Interpretazioni diverse delle norme appena citate, contrasterebbero, a parere di chi scrive, con il significato letterale delle stesse, e costituirebbero una operazione ermeneutica in palese violazione del disposto dell'art. 12, comma 1, delle Preleggi.
Tutto cio' premesso, questo Giudice, dubita della legittimita' costituzionale dell'art. 774, comma 1, del codice civile, nella parte in cui non prevede che siano consentite, con le forme abilitative richieste, le donazioni da parte dei beneficiari di amministrazione di sostegno, per i seguenti motivi.
Premesse sistematiche.
Sulla base di quanto appena esposto, si ritiene che per il nostro Ordinamento giuridico non possa affermarsi la possibilita', per i beneficiari di amministrazione di sostegno, di effettuare valide donazioni, neppure per il tramite dell'amministratore di sostegno.

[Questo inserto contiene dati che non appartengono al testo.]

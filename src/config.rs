use std::env;
use std::path::{Path, PathBuf};
use std::time::Duration;

use clap::{Args, Parser, Subcommand};

use crate::address::{Address, AddressError, Network};
use crate::grant::AllowancePolicy;
use crate::retry::RetryPolicy;
use crate::sheet::{SheetLayout, DEFAULT_FIRST_ROW, DEFAULT_SHEET};

#[derive(Parser, Debug)]
#[command(name = "auto-notary", version, about = "Devnet DataCap distribution utility")]
pub struct Cli {
    /// Lotus repo holding the node's `api` and `token` files
    #[arg(long, env = "LOTUS_PATH", default_value = "~/.lotus", global = true)]
    pub repo: PathBuf,

    #[command(subcommand)]
    pub command: Command,
}

#[derive(Subcommand, Debug)]
pub enum Command {
    /// Grant DataCap for every pending spreadsheet row
    Run(RunArgs),
}

#[derive(Args, Debug, Clone)]
pub struct RunArgs {
    /// Notary address that signs every grant
    #[arg(long)]
    pub from: String,

    /// Spreadsheet holding the form responses
    #[arg(long = "spreadsheet-id", alias = "spreadsheetID")]
    pub spreadsheet_id: String,

    /// Google credentials file (service_account key or authorized_user)
    #[arg(long = "cred-file", alias = "credFile")]
    pub cred_file: Option<PathBuf>,

    /// Sheet (tab) name
    #[arg(long, default_value = DEFAULT_SHEET)]
    pub sheet: String,

    /// Row number of the first request, below the header
    #[arg(long, default_value_t = DEFAULT_FIRST_ROW)]
    pub first_row: u32,

    /// Fail rows whose amount is not a whole number instead of granting zero
    #[arg(long)]
    pub strict_allowance: bool,

    #[arg(long, default_value_t = 5)]
    pub retry_attempts: usize,

    #[arg(long, default_value_t = 250)]
    pub retry_base_ms: u64,

    #[arg(long, default_value_t = 5_000)]
    pub retry_max_ms: u64,

    #[arg(long, default_value_t = 30_000)]
    pub http_timeout_ms: u64,
}

#[derive(Debug, thiserror::Error)]
pub enum ConfigError {
    #[error("parsing source address (provide correct --from flag!): {0}")]
    Operator(#[from] AddressError),
    #[error("--first-row must be at least 1")]
    FirstRow,
}

/// Everything a run needs, validated.
#[derive(Debug, Clone)]
pub struct RunConfig {
    pub operator: Address,
    pub network: Network,
    pub spreadsheet_id: String,
    pub cred_file: Option<PathBuf>,
    pub layout: SheetLayout,
    pub policy: AllowancePolicy,
    pub retry: RetryPolicy,
    pub http_timeout: Duration,
    pub repo: PathBuf,
}

impl RunConfig {
    pub fn from_args(repo: &Path, args: RunArgs) -> Result<Self, ConfigError> {
        let from = args.from.trim();
        let operator: Address = from.parse()?;
        if operator.is_undef() {
            return Err(ConfigError::Operator(AddressError::Undefined));
        }
        if args.first_row == 0 {
            return Err(ConfigError::FirstRow);
        }
        Ok(RunConfig {
            network: Network::of(from).unwrap_or_default(),
            operator,
            spreadsheet_id: args.spreadsheet_id,
            cred_file: args.cred_file,
            layout: SheetLayout {
                sheet: args.sheet,
                first_row: args.first_row,
            },
            policy: if args.strict_allowance {
                AllowancePolicy::Strict
            } else {
                AllowancePolicy::Permissive
            },
            retry: RetryPolicy::new(args.retry_attempts, args.retry_base_ms, args.retry_max_ms, 0.2),
            http_timeout: Duration::from_millis(args.http_timeout_ms),
            repo: expand_home(repo),
        })
    }
}

/// Expand a leading `~` using `$HOME`.
pub fn expand_home(path: &Path) -> PathBuf {
    let Ok(rest) = path.strip_prefix("~") else {
        return path.to_path_buf();
    };
    match env::var_os("HOME") {
        Some(home) => PathBuf::from(home).join(rest),
        None => path.to_path_buf(),
    }
}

Tale interpretazione deriva dall'univoco tenore della norma oggetto di rilievo costituzionale (naturalmente scrutinata alla luce delle altre norme succitate), ed impone a questo Giudice - una volta rilevato il contrasto nei termini di cui infra - di sollevare l'incidente di costituzionalita' della stessa (cfr. Sent. Cort. Cost. nn. 26/2010; 36/2016; 258/2017).
Quanto alla legittimazione del Giudice tutelare a sollevare questioni di legittimita' costituzionale, si richiamano, solo tra le ultime ed in un solco costante, le sentenze nn. 44/2005 e 258/2017.

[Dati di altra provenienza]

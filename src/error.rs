use thiserror::Error;

use crate::address::AddressError;
use crate::grant::{EncodingError, InvalidAllowance};
use crate::ledger::LedgerError;
use crate::sheet::StoreError;

/// Why a single row did not produce a grant. The display text is what lands
/// in the row's outcome cell.
#[derive(Debug, Error)]
pub enum RowError {
    /// Fewer cells than the identity and amount columns need.
    #[error("malformed row: expected at least {expected} cells, found {found}")]
    MalformedRow { expected: usize, found: usize },

    /// Identity cell is not a usable address; carries the parser's message.
    #[error("{0}")]
    InvalidIdentity(#[from] AddressError),

    /// Amount cell rejected under the strict allowance policy.
    #[error(transparent)]
    InvalidAllowance(#[from] InvalidAllowance),

    /// Params could not be serialized.
    #[error(transparent)]
    Encoding(#[from] EncodingError),

    /// The node refused or never received the message.
    #[error("{0}")]
    Submission(#[from] LedgerError),
}

impl RowError {
    pub fn kind(&self) -> &'static str {
        match self {
            RowError::MalformedRow { .. } => "malformed_row",
            RowError::InvalidIdentity(_) => "invalid_identity",
            RowError::InvalidAllowance(_) => "invalid_allowance",
            RowError::Encoding(_) => "encoding",
            RowError::Submission(_) => "submission",
        }
    }
}

/// Failures that stop the whole run.
#[derive(Debug, Error)]
pub enum BatchError {
    #[error("fetching {range} from {spreadsheet}: {source}")]
    Fetch {
        spreadsheet: String,
        range: String,
        #[source]
        source: StoreError,
    },

    /// Sheet and ledger would disagree from here on, so the run halts.
    #[error("writing outcome to {cell}: {source}")]
    WriteBack {
        cell: String,
        #[source]
        source: StoreError,
    },
}
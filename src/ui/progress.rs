use crate::broadcast::JobEvent;
use crate::orchestrator::{JobSnapshot, JobStatus};
use crate::ui::icons::{BUILD, CHECK, CROSS, DOCS, FOLDER, SCAN, STOP, WARN};
use console::style;
use indicatif::{MultiProgress, ProgressBar, ProgressStyle};
use std::time::Duration;

/// Terminal rendering of a single scan job, driven by its [`JobEvent`] stream.
///
/// Two bars are stacked vertically:
/// - Project bar: how many projects the job has moved past
/// - Phase spinner: the phase currently running and its latest line
pub struct JobProgressUI {
    multi: MultiProgress,
    project_bar: ProgressBar,
    phase_bar: ProgressBar,
    verbose: bool,
}

impl JobProgressUI {
    pub fn new(total_projects: u64, verbose: bool) -> Self {
        let multi = MultiProgress::new();

        let project_style = ProgressStyle::default_bar()
            .template("{prefix:.bold.dim} [{bar:40.cyan/blue}] {pos}/{len} {msg}")
            .expect("progress bar template is a valid static string")
            .progress_chars("█▓▒░");

        let project_bar = multi.add(ProgressBar::new(total_projects));
        project_bar.set_style(project_style);
        project_bar.set_prefix("Projects");

        let phase_style = ProgressStyle::default_spinner()
            .template("{prefix:.bold.dim} {spinner} {msg}")
            .expect("progress bar template is a valid static string");

        let phase_bar = multi.add(ProgressBar::new_spinner());
        phase_bar.set_style(phase_style);
        phase_bar.set_prefix("   Phase");
        phase_bar.enable_steady_tick(Duration::from_millis(100));

        Self {
            multi,
            project_bar,
            phase_bar,
            verbose,
        }
    }

    /// Print a line above the bars, falling back to `eprintln!` if the
    /// terminal renderer fails.
    fn print_line(&self, line: &str) {
        if self.multi.println(line).is_err() {
            eprintln!("{}", line);
        }
    }

    pub fn on_event(&self, event: &JobEvent) {
        match event {
            JobEvent::Output(line) => self.on_output(line),
            JobEvent::Progress(snapshot) => self.on_progress(snapshot),
            JobEvent::Complete(snapshot) => self.finish(snapshot),
            JobEvent::Error(message) => self.fail(message),
        }
    }

    fn on_output(&self, line: &str) {
        if let Some(message) = phase_message(line) {
            self.phase_bar.set_message(message);
        }
        if line.starts_with("[ERROR]") {
            self.print_line(&format!("{}{}", WARN, style(line).red()));
        } else if self.verbose || is_milestone(line) {
            self.print_line(&format!("  {}", style(line).dim()));
        }
    }

    fn on_progress(&self, snapshot: &JobSnapshot) {
        self.project_bar.set_position(snapshot.current_project_index as u64);
        if let Some(path) = &snapshot.current_project_path {
            self.project_bar
                .set_message(format!("{}{}", FOLDER, path.display()));
        }
    }

    fn finish(&self, snapshot: &JobSnapshot) {
        self.phase_bar.finish_and_clear();
        self.project_bar.set_position(snapshot.total_projects as u64);
        let icon = match snapshot.status {
            JobStatus::Cancelled => STOP,
            JobStatus::Failed => CROSS,
            _ => CHECK,
        };
        self.project_bar
            .finish_with_message(format!("{}{}", icon, status_line(snapshot)));
    }

    fn fail(&self, message: &str) {
        self.phase_bar.finish_and_clear();
        self.project_bar
            .abandon_with_message(format!("{}{}", CROSS, style(message).red()));
    }
}

/// One-line summary of a finished job.
pub fn status_line(snapshot: &JobSnapshot) -> String {
    let elapsed = match (snapshot.started_at, snapshot.completed_at) {
        (Some(start), Some(end)) => {
            let ms = (end - start).num_milliseconds().max(0);
            format!(" in {:.1}s", ms as f64 / 1000.0)
        }
        _ => String::new(),
    };
    let mut line = format!(
        "Job {} {} ({} project{}){}",
        snapshot.job_id,
        snapshot.status,
        snapshot.total_projects,
        if snapshot.total_projects == 1 { "" } else { "s" },
        elapsed
    );
    if let Some(error) = &snapshot.error {
        line.push_str(": ");
        line.push_str(error);
    }
    line
}

/// Spinner text for lines that mark the start of a phase.
fn phase_message(line: &str) -> Option<String> {
    if line.starts_with("Scaffolding") {
        Some(format!("{}{}", BUILD, line))
    } else if line.starts_with("Scanning") {
        Some(format!("{}{}", SCAN, line))
    } else if line.starts_with("Generating") || line.starts_with("Writing") {
        Some(format!("{}{}", DOCS, line))
    } else {
        None
    }
}

fn is_milestone(line: &str) -> bool {
    line.ends_with("complete") || line.starts_with("Found ") || line.starts_with("Analyses complete")
}

#[cfg(test)]
mod tests {
    use super::*;
    use chrono::{TimeDelta, Utc};
    use std::path::PathBuf;

    fn snapshot(status: JobStatus, total: usize) -> JobSnapshot {
        let started = Utc::now();
        JobSnapshot {
            job_id: "job-7".to_string(),
            status,
            current_project_index: 0,
            total_projects: total,
            current_project_path: Some(PathBuf::from("/work/app")),
            started_at: Some(started),
            completed_at: Some(started + TimeDelta::milliseconds(1500)),
            error: None,
        }
    }

    #[test]
    fn test_status_line_completed() {
        let line = status_line(&snapshot(JobStatus::Completed, 2));
        assert_eq!(line, "Job job-7 completed (2 projects) in 1.5s");
    }

    #[test]
    fn test_status_line_includes_error() {
        let mut snap = snapshot(JobStatus::Failed, 1);
        snap.completed_at = None;
        snap.error = Some("worker panicked".to_string());
        assert_eq!(status_line(&snap), "Job job-7 failed (1 project): worker panicked");
    }

    #[test]
    fn test_phase_message_detection() {
        assert!(phase_message("Scanning /work/app [ts, py]").is_some());
        assert!(phase_message("Scaffolding /work/app (python3)").is_some());
        assert!(phase_message("Found 3 code elements").is_none());
    }

    #[test]
    fn test_milestones() {
        assert!(is_milestone("Scan complete"));
        assert!(is_milestone("Analyses complete: 4/4 succeeded"));
        assert!(!is_milestone("created .coderef/reports"));
    }

    #[test]
    fn test_events_render_without_terminal() {
        let ui = JobProgressUI::new(1, true);
        ui.on_event(&JobEvent::Output("Scanning /work/app [ts]".into()));
        ui.on_event(&JobEvent::Progress(snapshot(JobStatus::Running, 1)));
        ui.on_event(&JobEvent::Output("[ERROR] scan failed".into()));
        ui.on_event(&JobEvent::Complete(snapshot(JobStatus::Completed, 1)));
        assert!(ui.project_bar.is_finished());
    }
}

Di seguito si andranno ad esporre le considerazioni del giudice scrivente in ordine parametri costituzionali rilevanti, alla non manifesta infondatezza della questione, ed alla sua rilevanza.
I parametri.
Ritenere che i beneficiari di amministrazione di sostegno non possano porre in essere valide donazioni, neppure con le forme abilitative previste dal panorama normativo, confligge con gli articoli 2 e 3, primo e secondo comma, della Costituzione.
Non si intende denunciare l'illegittimita' costituzionale della norma per violazione del diritto internazionale (interposto ex art. 117, comma 1, Cost.), per ragioni di liquidita' della decisione, che si ritiene potra' essere assorbita dalle considerazioni che seguiranno.
In relazione dunque ai parametri, oggetto di indicazione in questa sede, come recentemente affermato dalla Consulta (sent. n. 258/2017, punto 8):
l'art. 2 della Carta pone al vertice dell'ordinamento la dignita' ed il valore della persona;
tale precetto non puo' essere disgiunto dell'art. 3, comma 2, della Carta, che affida alla Repubblica il compito di rimuovere gli ostacoli di ordine sociale che impediscono il pieno sviluppo della persona;
la norma teste' citata si collega al primo comma dell'art. 3 della Carta, che garantisce il principio di eguaglianza a prescindere dalle condizioni personali;
tra le condizioni personali che limitano l'eguaglianza, si pone indubbiamente la condizione di disabilita', o di infermita';
la rimozione delle diseguaglianze derivanti da disabilita' o infermita' e' compito promozionale dei pubblici poteri, costantemente assolto dal Legislatore nei piu' vari ambiti, dal lavoro all'istruzione.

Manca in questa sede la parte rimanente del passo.